Work required: Repeat every line below exactly as it reads.

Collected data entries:
= Beginning of Section =
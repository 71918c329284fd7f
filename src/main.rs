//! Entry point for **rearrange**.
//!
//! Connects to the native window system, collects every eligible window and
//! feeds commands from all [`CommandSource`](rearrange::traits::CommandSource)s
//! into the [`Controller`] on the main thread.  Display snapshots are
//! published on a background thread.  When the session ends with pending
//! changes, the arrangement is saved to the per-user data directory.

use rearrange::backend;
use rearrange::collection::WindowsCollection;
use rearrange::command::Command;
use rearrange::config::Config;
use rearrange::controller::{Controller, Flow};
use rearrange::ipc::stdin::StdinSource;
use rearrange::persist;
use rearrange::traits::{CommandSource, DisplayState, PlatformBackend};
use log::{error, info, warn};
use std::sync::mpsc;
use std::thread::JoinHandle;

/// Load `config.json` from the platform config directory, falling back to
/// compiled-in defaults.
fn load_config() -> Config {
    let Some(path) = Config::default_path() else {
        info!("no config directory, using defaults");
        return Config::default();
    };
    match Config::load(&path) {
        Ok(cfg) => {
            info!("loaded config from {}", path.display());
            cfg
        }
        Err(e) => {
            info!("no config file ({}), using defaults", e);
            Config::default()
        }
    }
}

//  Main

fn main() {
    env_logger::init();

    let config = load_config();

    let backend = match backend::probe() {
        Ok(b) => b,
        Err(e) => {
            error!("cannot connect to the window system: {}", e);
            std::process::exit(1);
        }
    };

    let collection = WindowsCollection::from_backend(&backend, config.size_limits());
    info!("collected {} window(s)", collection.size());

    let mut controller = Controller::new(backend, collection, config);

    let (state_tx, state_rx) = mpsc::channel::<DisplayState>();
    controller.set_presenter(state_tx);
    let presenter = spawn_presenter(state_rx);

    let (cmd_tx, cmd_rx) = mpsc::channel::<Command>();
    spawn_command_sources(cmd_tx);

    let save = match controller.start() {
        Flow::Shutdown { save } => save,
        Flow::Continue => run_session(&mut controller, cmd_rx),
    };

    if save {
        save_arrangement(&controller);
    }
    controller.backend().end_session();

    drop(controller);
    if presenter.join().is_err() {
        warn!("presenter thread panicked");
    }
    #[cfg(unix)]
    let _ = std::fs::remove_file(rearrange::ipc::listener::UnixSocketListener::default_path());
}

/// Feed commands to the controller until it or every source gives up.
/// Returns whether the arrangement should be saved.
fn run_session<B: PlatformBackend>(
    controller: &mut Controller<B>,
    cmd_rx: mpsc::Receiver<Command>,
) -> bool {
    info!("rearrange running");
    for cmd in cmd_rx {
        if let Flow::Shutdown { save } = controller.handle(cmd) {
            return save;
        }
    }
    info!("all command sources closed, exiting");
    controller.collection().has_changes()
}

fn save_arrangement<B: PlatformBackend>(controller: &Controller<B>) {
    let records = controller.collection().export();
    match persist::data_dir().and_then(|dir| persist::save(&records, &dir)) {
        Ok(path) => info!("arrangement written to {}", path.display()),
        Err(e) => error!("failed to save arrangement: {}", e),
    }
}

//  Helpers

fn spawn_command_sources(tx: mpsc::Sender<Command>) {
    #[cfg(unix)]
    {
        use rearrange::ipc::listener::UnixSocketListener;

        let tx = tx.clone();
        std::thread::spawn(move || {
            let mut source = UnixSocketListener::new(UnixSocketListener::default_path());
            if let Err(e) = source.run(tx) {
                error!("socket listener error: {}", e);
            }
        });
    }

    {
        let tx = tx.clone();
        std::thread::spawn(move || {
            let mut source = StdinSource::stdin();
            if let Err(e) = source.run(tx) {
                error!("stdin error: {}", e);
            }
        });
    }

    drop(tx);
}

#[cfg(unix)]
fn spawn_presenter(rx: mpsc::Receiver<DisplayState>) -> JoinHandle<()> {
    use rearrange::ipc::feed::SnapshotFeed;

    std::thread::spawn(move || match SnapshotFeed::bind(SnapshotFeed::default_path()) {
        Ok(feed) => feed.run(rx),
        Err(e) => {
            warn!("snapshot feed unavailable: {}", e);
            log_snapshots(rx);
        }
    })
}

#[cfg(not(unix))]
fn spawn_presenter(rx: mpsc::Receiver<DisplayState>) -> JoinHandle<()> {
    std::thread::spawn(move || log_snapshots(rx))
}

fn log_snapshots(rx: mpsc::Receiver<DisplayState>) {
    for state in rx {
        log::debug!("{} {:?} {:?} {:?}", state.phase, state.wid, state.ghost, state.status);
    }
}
= End of Section =
Your solution:
repository 71918c329284fd7f
filename src/main.rs
//! Entry point for **rearrange**.
//!
//! Connects to the native window system, collects every eligible window and
//! feeds commands from all [`CommandSource`](rearrange::traits::CommandSource)s
//! into the [`Controller`] on the main thread.  Display snapshots are
//! published on a background thread.  When the session ends with pending
//! changes, the arrangement is saved to the per-user data directory.

use rearrange::backend;
use rearrange::collection::WindowsCollection;
use rearrange::command::Command;
use rearrange::config::Config;
use rearrange::controller::{Controller, Flow};
use rearrange::ipc::stdin::StdinSource;
use rearrange::persist;
use rearrange::traits::{CommandSource, DisplayState, PlatformBackend};
use log::{error, info, warn};
use std::sync::mpsc;
use std::thread::JoinHandle;

/// Load `config.json` from the platform config directory, falling back to
/// compiled-in defaults.
fn load_config() -> Config {
    let Some(path) = Config::default_path() else {
        info!("no config directory, using defaults");
        return Config::default();
    };
    match Config::load(&path) {
        Ok(cfg) => {
            info!("loaded config from {}", path.display());
            cfg
        }
        Err(e) => {
            info!("no config file ({}), using defaults", e);
            Config::default()
        }
    }
}

//  Main

fn main() {
    env_logger::init();

    let config = load_config();

    let backend = match backend::probe() {
        Ok(b) => b,
        Err(e) => {
            error!("cannot connect to the window system: {}", e);
            std::process::exit(1);
        }
    };

    let collection = WindowsCollection::from_backend(&backend, config.size_limits());
    info!("collected {} window(s)", collection.size());

    let mut controller = Controller::new(backend, collection, config);

    let (state_tx, state_rx) = mpsc::channel::<DisplayState>();
    controller.set_presenter(state_tx);
    let presenter = spawn_presenter(state_rx);

    let (cmd_tx, cmd_rx) = mpsc::channel::<Command>();
    spawn_command_sources(cmd_tx);

    let save = match controller.start() {
        Flow::Shutdown { save } => save,
        Flow::Continue => run_session(&mut controller, cmd_rx),
    };

    if save {
        save_arrangement(&controller);
    }
    controller.backend().end_session();

    drop(controller);
    if presenter.join().is_err() {
        warn!("presenter thread panicked");
    }
    #[cfg(unix)]
    let _ = std::fs::remove_file(rearrange::ipc::listener::UnixSocketListener::default_path());
}

/// Feed commands to the controller until it or every source gives up.
/// Returns whether the arrangement should be saved.
fn run_session<B: PlatformBackend>(
    controller: &mut Controller<B>,
    cmd_rx: mpsc::Receiver<Command>,
) -> bool {
    info!("rearrange running");
    for cmd in cmd_rx {
        if let Flow::Shutdown { save } = controller.handle(cmd) {
            return save;
        }
    }
    info!("all command sources closed, exiting");
    controller.collection().has_changes()
}

fn save_arrangement<B: PlatformBackend>(controller: &Controller<B>) {
    let records = controller.collection().export();
    match persist::data_dir().and_then(|dir| persist::save(&records, &dir)) {
        Ok(path) => info!("arrangement written to {}", path.display()),
        Err(e) => error!("failed to save arrangement: {}", e),
    }
}

//  Helpers

fn spawn_command_sources(tx: mpsc::Sender<Command>) {
    #[cfg(unix)]
    {
        use rearrange::ipc::listener::UnixSocketListener;

        let tx = tx.clone();
        std::thread::spawn(move || {
            let mut source = UnixSocketListener::new(UnixSocketListener::default_path());
            if let Err(e) = source.run(tx) {
                error!("socket listener error: {}", e);
            }
        });
    }

    {
        let tx = tx.clone();
        std::thread::spawn(move || {
            let mut source = StdinSource::stdin();
            if let Err(e) = source.run(tx) {
                error!("stdin error: {}", e);
            }
        });
    }

    drop(tx);
}

#[cfg(unix)]
fn spawn_presenter(rx: mpsc::Receiver<DisplayState>) -> JoinHandle<()> {
    use rearrange::ipc::feed::SnapshotFeed;

    std::thread::spawn(move || match SnapshotFeed::bind(SnapshotFeed::default_path()) {
        Ok(feed) => feed.run(rx),
        Err(e) => {
            warn!("snapshot feed unavailable: {}", e);
            log_snapshots(rx);
        }
    })
}

#[cfg(not(unix))]
fn spawn_presenter(rx: mpsc::Receiver<DisplayState>) -> JoinHandle<()> {
    std::thread::spawn(move || log_snapshots(rx))
}

fn log_snapshots(rx: mpsc::Receiver<DisplayState>) {
    for state in rx {
        log::debug!("{} {:?} {:?} {:?}", state.phase, state.wid, state.ghost, state.status);
    }
}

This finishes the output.